*** Opening of DATA RECORDS ***

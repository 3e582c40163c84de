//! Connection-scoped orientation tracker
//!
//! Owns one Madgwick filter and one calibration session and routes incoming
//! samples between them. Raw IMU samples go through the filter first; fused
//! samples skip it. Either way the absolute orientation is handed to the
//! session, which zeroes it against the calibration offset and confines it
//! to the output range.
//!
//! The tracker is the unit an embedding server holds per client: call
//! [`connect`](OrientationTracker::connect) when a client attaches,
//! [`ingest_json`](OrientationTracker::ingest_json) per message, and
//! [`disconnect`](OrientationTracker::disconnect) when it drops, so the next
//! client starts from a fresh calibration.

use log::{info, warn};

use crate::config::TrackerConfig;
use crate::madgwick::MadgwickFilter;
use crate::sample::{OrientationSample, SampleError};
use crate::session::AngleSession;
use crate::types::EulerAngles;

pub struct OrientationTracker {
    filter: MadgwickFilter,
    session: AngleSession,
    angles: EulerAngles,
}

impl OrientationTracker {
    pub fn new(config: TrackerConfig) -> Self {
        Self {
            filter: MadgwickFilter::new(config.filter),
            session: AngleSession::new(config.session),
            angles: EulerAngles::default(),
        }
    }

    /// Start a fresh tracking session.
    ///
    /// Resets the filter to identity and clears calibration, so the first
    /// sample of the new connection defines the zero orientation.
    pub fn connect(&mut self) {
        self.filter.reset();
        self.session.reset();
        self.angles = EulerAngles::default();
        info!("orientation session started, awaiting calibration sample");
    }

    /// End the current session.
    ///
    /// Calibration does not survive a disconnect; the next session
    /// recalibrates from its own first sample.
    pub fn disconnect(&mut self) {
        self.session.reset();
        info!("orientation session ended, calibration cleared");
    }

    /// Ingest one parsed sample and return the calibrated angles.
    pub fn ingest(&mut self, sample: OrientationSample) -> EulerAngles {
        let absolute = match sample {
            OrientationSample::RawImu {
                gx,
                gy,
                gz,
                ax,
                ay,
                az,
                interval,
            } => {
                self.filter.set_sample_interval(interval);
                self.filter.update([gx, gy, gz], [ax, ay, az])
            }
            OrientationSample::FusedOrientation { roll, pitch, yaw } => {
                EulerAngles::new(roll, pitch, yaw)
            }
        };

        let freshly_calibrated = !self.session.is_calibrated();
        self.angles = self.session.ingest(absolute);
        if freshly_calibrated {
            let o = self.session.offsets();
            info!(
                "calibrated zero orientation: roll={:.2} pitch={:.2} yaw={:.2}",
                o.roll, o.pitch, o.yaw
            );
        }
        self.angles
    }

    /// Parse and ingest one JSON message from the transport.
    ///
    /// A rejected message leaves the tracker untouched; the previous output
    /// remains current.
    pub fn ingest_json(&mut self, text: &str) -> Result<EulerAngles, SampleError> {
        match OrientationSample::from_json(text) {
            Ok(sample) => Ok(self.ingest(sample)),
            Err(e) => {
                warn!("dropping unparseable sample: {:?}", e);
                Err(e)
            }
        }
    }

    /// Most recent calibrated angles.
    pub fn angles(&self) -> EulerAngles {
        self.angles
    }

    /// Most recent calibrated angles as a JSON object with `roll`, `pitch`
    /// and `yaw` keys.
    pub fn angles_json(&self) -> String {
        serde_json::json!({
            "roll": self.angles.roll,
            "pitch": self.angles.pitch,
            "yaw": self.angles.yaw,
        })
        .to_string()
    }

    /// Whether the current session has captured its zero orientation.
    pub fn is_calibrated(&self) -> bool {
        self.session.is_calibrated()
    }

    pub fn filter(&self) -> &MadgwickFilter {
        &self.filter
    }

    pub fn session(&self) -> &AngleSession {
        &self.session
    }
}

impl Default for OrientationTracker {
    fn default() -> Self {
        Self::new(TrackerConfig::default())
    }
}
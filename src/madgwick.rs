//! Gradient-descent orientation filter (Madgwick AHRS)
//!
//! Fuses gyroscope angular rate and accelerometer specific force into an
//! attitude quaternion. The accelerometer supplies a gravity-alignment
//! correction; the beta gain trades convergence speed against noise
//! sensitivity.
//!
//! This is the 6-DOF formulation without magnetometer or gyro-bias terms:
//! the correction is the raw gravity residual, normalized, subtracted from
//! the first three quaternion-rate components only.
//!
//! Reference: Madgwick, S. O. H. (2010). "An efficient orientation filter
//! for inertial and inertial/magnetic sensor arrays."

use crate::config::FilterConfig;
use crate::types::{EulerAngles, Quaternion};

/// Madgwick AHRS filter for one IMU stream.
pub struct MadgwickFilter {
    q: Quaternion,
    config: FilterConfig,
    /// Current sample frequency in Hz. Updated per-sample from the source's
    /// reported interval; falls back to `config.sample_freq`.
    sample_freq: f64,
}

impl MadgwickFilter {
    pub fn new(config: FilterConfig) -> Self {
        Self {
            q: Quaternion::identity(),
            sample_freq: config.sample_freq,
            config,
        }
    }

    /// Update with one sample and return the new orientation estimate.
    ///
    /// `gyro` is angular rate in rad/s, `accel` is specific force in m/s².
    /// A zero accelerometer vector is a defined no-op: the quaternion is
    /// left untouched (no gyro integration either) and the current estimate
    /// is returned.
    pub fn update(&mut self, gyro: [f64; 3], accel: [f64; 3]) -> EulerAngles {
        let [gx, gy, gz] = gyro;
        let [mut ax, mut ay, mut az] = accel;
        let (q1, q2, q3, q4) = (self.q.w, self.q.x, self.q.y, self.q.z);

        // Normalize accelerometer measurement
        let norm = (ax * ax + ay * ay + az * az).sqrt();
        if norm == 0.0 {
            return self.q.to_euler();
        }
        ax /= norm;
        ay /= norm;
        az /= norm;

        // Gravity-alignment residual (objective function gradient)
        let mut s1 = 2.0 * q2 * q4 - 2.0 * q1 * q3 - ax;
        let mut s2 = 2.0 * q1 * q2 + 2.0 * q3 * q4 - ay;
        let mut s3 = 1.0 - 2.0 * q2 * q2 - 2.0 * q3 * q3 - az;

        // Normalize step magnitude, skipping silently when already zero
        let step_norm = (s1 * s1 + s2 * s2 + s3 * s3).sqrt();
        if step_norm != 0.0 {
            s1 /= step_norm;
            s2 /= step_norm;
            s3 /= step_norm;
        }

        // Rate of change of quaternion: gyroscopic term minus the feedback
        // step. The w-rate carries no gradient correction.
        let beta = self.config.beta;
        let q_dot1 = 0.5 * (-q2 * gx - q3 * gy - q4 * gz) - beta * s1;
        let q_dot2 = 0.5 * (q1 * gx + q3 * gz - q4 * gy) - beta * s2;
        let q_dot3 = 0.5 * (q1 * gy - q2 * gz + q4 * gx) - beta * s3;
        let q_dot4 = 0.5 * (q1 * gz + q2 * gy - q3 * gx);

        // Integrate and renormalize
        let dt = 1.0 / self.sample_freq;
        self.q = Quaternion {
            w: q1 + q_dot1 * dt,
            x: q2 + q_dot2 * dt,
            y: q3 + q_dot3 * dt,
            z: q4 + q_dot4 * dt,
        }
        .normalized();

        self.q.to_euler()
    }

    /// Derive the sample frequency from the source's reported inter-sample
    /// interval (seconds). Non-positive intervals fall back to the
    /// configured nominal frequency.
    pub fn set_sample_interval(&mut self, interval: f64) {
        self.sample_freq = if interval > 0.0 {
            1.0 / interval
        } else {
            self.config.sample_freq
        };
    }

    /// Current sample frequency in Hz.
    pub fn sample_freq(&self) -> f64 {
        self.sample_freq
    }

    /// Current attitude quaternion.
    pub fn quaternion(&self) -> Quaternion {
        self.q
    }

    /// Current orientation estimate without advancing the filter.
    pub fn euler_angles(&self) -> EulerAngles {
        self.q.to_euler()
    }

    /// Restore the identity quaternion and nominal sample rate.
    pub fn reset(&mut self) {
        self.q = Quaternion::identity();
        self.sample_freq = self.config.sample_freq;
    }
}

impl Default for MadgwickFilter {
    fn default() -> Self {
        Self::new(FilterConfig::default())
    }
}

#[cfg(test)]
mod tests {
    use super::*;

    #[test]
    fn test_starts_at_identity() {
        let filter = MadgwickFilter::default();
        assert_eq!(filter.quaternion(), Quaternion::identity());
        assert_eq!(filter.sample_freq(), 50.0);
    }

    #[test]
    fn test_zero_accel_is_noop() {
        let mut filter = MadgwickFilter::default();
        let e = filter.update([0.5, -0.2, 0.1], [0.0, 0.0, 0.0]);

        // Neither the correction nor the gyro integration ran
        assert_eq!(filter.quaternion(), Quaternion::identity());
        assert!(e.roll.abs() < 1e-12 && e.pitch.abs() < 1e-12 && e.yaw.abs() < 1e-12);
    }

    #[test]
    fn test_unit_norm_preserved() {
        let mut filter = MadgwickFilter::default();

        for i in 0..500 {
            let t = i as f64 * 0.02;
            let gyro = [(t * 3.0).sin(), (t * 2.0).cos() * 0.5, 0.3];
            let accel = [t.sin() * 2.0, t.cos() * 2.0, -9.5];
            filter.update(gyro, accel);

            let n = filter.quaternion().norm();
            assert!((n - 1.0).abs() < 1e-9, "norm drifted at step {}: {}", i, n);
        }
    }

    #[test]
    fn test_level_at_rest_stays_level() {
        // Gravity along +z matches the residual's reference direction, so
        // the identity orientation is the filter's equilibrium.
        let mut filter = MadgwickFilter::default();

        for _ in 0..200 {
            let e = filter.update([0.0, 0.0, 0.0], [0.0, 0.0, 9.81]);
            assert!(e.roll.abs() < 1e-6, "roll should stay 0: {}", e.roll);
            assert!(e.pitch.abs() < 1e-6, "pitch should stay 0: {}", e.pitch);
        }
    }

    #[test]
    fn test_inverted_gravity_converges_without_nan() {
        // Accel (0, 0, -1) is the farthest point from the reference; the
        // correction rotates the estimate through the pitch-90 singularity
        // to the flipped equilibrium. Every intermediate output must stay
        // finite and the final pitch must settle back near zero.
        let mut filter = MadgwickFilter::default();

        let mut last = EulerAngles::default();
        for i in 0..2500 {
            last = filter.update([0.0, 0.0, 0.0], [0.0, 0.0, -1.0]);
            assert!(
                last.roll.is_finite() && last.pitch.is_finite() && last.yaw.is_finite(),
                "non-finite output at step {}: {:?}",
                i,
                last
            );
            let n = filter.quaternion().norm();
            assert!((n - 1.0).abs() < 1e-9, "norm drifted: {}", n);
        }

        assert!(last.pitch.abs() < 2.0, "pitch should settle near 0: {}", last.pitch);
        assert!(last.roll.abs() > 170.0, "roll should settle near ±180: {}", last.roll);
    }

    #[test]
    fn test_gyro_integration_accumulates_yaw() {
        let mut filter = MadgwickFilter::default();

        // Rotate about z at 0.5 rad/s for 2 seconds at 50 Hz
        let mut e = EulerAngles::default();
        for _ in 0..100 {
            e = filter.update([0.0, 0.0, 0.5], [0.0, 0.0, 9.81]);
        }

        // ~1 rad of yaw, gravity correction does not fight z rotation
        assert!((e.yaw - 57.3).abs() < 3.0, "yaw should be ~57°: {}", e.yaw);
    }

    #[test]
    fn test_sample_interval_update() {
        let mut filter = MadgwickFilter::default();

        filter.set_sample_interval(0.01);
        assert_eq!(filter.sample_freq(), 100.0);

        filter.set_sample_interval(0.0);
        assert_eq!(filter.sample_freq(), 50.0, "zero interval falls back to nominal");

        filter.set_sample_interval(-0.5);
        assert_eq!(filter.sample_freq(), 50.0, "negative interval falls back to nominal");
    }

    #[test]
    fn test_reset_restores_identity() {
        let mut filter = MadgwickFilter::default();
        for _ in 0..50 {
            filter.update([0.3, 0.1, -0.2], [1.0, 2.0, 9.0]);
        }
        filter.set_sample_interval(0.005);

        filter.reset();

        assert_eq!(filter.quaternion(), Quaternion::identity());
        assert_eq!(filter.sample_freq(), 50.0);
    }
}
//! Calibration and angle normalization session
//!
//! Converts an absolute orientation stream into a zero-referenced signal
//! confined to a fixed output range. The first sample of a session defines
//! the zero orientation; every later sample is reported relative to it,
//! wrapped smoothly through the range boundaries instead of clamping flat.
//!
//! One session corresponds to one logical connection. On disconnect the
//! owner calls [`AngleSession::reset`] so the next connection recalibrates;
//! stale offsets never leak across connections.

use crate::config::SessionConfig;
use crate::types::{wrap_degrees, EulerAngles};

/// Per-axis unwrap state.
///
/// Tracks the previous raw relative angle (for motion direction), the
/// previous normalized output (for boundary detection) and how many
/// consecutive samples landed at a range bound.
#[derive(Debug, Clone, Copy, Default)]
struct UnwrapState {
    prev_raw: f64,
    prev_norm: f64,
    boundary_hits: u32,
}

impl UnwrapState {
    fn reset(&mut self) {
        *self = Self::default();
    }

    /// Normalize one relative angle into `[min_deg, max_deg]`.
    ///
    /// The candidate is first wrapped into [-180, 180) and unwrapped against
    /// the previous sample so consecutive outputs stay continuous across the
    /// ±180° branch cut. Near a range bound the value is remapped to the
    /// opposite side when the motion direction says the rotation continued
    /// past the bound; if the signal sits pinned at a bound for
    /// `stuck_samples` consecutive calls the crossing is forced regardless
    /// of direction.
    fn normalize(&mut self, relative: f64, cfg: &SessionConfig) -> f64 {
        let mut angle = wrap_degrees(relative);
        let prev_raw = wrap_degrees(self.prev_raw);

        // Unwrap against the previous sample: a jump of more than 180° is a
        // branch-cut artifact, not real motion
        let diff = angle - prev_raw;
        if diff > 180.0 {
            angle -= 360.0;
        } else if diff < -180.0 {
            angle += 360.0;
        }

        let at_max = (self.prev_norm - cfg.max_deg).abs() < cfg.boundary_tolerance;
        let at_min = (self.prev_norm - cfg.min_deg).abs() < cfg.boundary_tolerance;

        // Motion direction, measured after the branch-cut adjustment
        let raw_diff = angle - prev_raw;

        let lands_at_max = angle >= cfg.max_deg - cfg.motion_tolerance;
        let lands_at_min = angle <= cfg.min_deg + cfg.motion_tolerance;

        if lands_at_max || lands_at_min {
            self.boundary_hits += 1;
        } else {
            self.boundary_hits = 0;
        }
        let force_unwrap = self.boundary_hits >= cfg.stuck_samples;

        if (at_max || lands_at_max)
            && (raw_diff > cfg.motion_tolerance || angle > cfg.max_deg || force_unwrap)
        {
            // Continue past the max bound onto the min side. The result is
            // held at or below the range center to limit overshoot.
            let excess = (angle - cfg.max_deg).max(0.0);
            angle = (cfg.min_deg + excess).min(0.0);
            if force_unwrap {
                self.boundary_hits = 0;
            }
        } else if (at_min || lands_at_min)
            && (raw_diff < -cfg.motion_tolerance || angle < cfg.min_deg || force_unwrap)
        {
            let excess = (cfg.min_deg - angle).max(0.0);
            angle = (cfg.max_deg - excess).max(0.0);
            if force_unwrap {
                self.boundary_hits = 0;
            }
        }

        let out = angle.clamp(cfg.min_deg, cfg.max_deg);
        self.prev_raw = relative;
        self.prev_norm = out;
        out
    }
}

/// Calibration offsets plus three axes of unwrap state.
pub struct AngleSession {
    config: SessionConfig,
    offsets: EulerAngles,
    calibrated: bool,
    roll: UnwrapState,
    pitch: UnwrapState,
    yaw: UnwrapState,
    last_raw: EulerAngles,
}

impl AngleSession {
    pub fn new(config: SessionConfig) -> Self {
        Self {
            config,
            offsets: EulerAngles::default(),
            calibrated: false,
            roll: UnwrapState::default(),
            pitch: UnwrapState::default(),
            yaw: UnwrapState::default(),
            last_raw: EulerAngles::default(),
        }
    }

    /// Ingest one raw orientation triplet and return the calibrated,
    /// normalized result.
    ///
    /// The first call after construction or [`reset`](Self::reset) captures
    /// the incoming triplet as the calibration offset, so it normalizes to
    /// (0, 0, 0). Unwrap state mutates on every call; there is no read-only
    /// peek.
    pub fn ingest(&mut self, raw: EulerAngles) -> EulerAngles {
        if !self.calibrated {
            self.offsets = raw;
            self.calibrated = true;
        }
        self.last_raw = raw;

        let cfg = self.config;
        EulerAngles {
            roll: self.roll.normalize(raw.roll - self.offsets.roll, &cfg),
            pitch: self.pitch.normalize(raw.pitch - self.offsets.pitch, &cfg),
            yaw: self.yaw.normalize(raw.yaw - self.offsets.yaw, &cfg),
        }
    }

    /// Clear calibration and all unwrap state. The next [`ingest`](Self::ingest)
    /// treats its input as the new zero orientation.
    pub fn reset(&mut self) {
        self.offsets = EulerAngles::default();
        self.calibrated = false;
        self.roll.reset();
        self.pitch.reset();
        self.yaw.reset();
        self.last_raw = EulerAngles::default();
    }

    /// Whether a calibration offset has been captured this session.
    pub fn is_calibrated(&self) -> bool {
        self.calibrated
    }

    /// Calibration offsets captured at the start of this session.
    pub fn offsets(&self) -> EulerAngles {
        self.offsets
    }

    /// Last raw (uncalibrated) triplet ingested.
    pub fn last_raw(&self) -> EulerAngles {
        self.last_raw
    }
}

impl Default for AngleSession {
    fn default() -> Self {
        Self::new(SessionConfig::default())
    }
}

*** Close of DATA RECORDS ***

Transcribe only, please, the lines from the first line of the records through the line with "pub fn connect(&mut". Both of those lines are included.

:: RESPONSE TO THIS EXERCISE ::
repository 3e582c40163c84de
//! Connection-scoped orientation tracker
//!
//! Owns one Madgwick filter and one calibration session and routes incoming
//! samples between them. Raw IMU samples go through the filter first; fused
//! samples skip it. Either way the absolute orientation is handed to the
//! session, which zeroes it against the calibration offset and confines it
//! to the output range.
//!
//! The tracker is the unit an embedding server holds per client: call
//! [`connect`](OrientationTracker::connect) when a client attaches,
//! [`ingest_json`](OrientationTracker::ingest_json) per message, and
//! [`disconnect`](OrientationTracker::disconnect) when it drops, so the next
//! client starts from a fresh calibration.

use log::{info, warn};

use crate::config::TrackerConfig;
use crate::madgwick::MadgwickFilter;
use crate::sample::{OrientationSample, SampleError};
use crate::session::AngleSession;
use crate::types::EulerAngles;

pub struct OrientationTracker {
    filter: MadgwickFilter,
    session: AngleSession,
    angles: EulerAngles,
}

impl OrientationTracker {
    pub fn new(config: TrackerConfig) -> Self {
        Self {
            filter: MadgwickFilter::new(config.filter),
            session: AngleSession::new(config.session),
            angles: EulerAngles::default(),
        }
    }

    /// Start a fresh tracking session.
    ///
    /// Resets the filter to identity and clears calibration, so the first
    /// sample of the new connection defines the zero orientation.
    pub fn connect(&mut self) {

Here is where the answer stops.